School district studies more flexibility

HARLINGEN — Imagination.

It’s the origin of every kind of creativity, originality, invention, innovation …

Such diversity requires some flexibility beyond the normal parameters while remaining true to essentials. The Harlingen school district may soon have that flexibility with some statutes traditionally mandated by the state.

The concept of a District of Innovation was passed into law by the 84th Texas Legislature as House Bill 1842. The law allows traditional independent school districts to have more flexibility in certain statutes. Those statutes include student discipline, the time a school day begins, teacher contracts and benefits, and teacher appraisal.

This flexibility is a significant departure from the traditional guidelines in the Texas Election Code, said Alicia Noyola, chief academic officer for the school district. Those guidelines applied to every public school district in Texas.

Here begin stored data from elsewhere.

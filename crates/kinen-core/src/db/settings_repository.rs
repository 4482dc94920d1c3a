//! Settings repository implementation

use crate::error::Result;
use rusqlite::{params, Connection, OptionalExtension};

/// Trait for key/value settings storage
pub trait SettingsRepository {
    /// Read a setting; `None` when it was never written
    fn get_setting(&self, key: &str) -> Result<Option<String>>;

    /// Write a setting, replacing any previous value
    fn set_setting(&self, key: &str, value: &str) -> Result<()>;
}

/// `SQLite` implementation of `SettingsRepository`
pub struct SqliteSettingsRepository<'a> {
    conn: &'a Connection,
}

impl<'a> SqliteSettingsRepository<'a> {
    /// Create a new repository with the given connection
    pub const fn new(conn: &'a Connection) -> Self {
        Self { conn }
    }
}

impl SettingsRepository for SqliteSettingsRepository<'_> {
    fn get_setting(&self, key: &str) -> Result<Option<String>> {
        let value = self
            .conn
            .query_row(
                "SELECT value FROM settings WHERE key = ?",
                params![key],
                |row| row.get(0),
            )
            .optional()?;
        Ok(value)
    }

    fn set_setting(&self, key: &str, value: &str) -> Result<()> {
        self.conn.execute(
            "INSERT OR REPLACE INTO settings (key, value) VALUES (?, ?)",
            params![key, value],
        )?;
        Ok(())
    }
}

#[cfg(test)]
mod tests {
    use super::*;
    use crate::db::Database;

    fn setup() -> Database {
        Database::open_in_memory().unwrap()
    }

    #[test]
    fn test_missing_setting_is_none() {
        let db = setup();
        let repo = SqliteSettingsRepository::new(db.connection());

        assert_eq!(repo.get_setting("last_sync_at").unwrap(), None);
    }

    #[test]
    fn test_set_and_overwrite_setting() {
        let db = setup();
        let repo = SqliteSettingsRepository::new(db.connection());

        repo.set_setting("theme", "dark").unwrap();
        repo.set_setting("theme", "light").unwrap();

        assert_eq!(repo.get_setting("theme").unwrap().as_deref(), Some("light"));
    }
}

“Now that there is some flexibility in some of these statutes, districts will need to update their policies dependent on which statutes they are seeking exemptions from,” she said.

An example of this statute is the requirement that class size ratios in grades kindergarten-4 must not exceed 22 – 1.

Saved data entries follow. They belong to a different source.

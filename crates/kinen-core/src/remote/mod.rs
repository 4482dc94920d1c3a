//! Remote authority clients
//!
//! The sync engine only needs four CRUD calls from the authority. Failures are
//! classified so the orchestrator can tell retryable errors from permanent ones.

mod http;
mod memory;

use async_trait::async_trait;
use thiserror::Error;

use crate::models::{Record, RecordId};

pub use http::HttpRemote;
pub use memory::{InMemoryRemote, InjectedFailure, RemoteCall};

#[derive(Debug, Error)]
pub enum RemoteError {
    /// Connectivity lost or the request timed out
    #[error("Network error: {0}")]
    Network(String),
    /// 5xx from the authority
    #[error("Server error: {message} ({status})")]
    Server { status: u16, message: String },
    /// 4xx other than 404
    #[error("Request rejected: {message} ({status})")]
    Client { status: u16, message: String },
    #[error("Entity not found")]
    NotFound,
    /// The authority sent something we cannot use, or refused our payload shape
    #[error("Invalid payload: {0}")]
    InvalidPayload(String),
    #[error("HTTP request failed: {0}")]
    Http(#[from] reqwest::Error),
    #[error("Invalid remote configuration: {0}")]
    InvalidConfiguration(String),
}

impl RemoteError {
    /// Whether retrying the same request later may succeed.
    pub fn is_transient(&self) -> bool {
        match self {
            Self::Network(_) | Self::Server { .. } => true,
            Self::Client { .. }
            | Self::NotFound
            | Self::InvalidPayload(_)
            | Self::InvalidConfiguration(_) => false,
            Self::Http(error) => {
                error.is_timeout() || error.is_connect() || error.is_request()
            }
        }
    }
}

pub type RemoteResult<T> = Result<T, RemoteError>;

/// CRUD contract of the remote authority.
///
/// Implementations must be safe to share between the drain pass and the
/// retry driver.
#[async_trait]
pub trait RemoteAuthority: Send + Sync {
    /// `POST /entities`; returns the record under its canonical id.
    async fn create(&self, record: &Record) -> RemoteResult<Record>;

    /// `GET /entities/{id}`
    async fn fetch(&self, id: &RecordId) -> RemoteResult<Record>;

    /// `PUT /entities/{id}`; returns the stored copy.
    async fn update(&self, record: &Record) -> RemoteResult<Record>;

    /// `DELETE /entities/{id}`; a missing entity is reported as `NotFound`.
    async fn delete(&self, id: &RecordId) -> RemoteResult<()>;
}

Other districts throughout the state may not choose to focus on this statute. Therefore, different school district policies could be impacted in different ways.

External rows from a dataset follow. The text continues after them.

use std::io;

use thiserror::Error;

#[derive(Debug, Error)]
pub enum CliError {
    #[error(transparent)]
    Core(#[from] kinen_core::Error),
    #[error(transparent)]
    Remote(#[from] kinen_core::RemoteError),
    #[error(transparent)]
    Io(#[from] io::Error),
    #[error(transparent)]
    Serialization(#[from] serde_json::Error),
    #[error("No record name provided")]
    EmptyName,
    #[error("Record ID cannot be empty")]
    EmptyRecordId,
    #[error("Record not found for id/prefix: {0}")]
    RecordNotFound(String),
    #[error("{0}")]
    AmbiguousRecordId(String),
    #[error("Invalid field assignment '{0}'; expected KEY=VALUE")]
    InvalidAssignment(String),
    #[error("No pending conflict with id {0}")]
    ConflictNotFound(String),
    #[error(
        "Sync is not configured. Set KINEN_REMOTE_URL (and KINEN_REMOTE_TOKEN if needed) or add remote_url to the config file."
    )]
    SyncNotConfigured,
}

Some of the statues and exemptions that may be explored by the Harlingen school district are teacher certification, dates for the beginning and end of the school year for Early College High School, and the class size ratios.

The district has been discussing the creation of a District of Innovation plan for two months. The Strategic Planning Committee is developing an Innovation Plan which supports the district’s strategic plan goals, Noyola said.

Once the plan has been created, it will be posted online for 30 days. A letter of intent will be submitted to the Texas education commissioner along with the plan. It must also be approved by the District Education Improvement Council. If all parties approve the plan, it will be sent to the Harlingen school board.

She anticipated the school board would vote on the plan sometime in July.

A District of Innovation plan may include exemptions from state requirements:

* Site-based decision-making processes (to the extent required by state law)

* Uniform school start date

* Minimum minutes of instruction

* Class size ratio

* The 90 percent attendance rule (but compulsory attendance still applies)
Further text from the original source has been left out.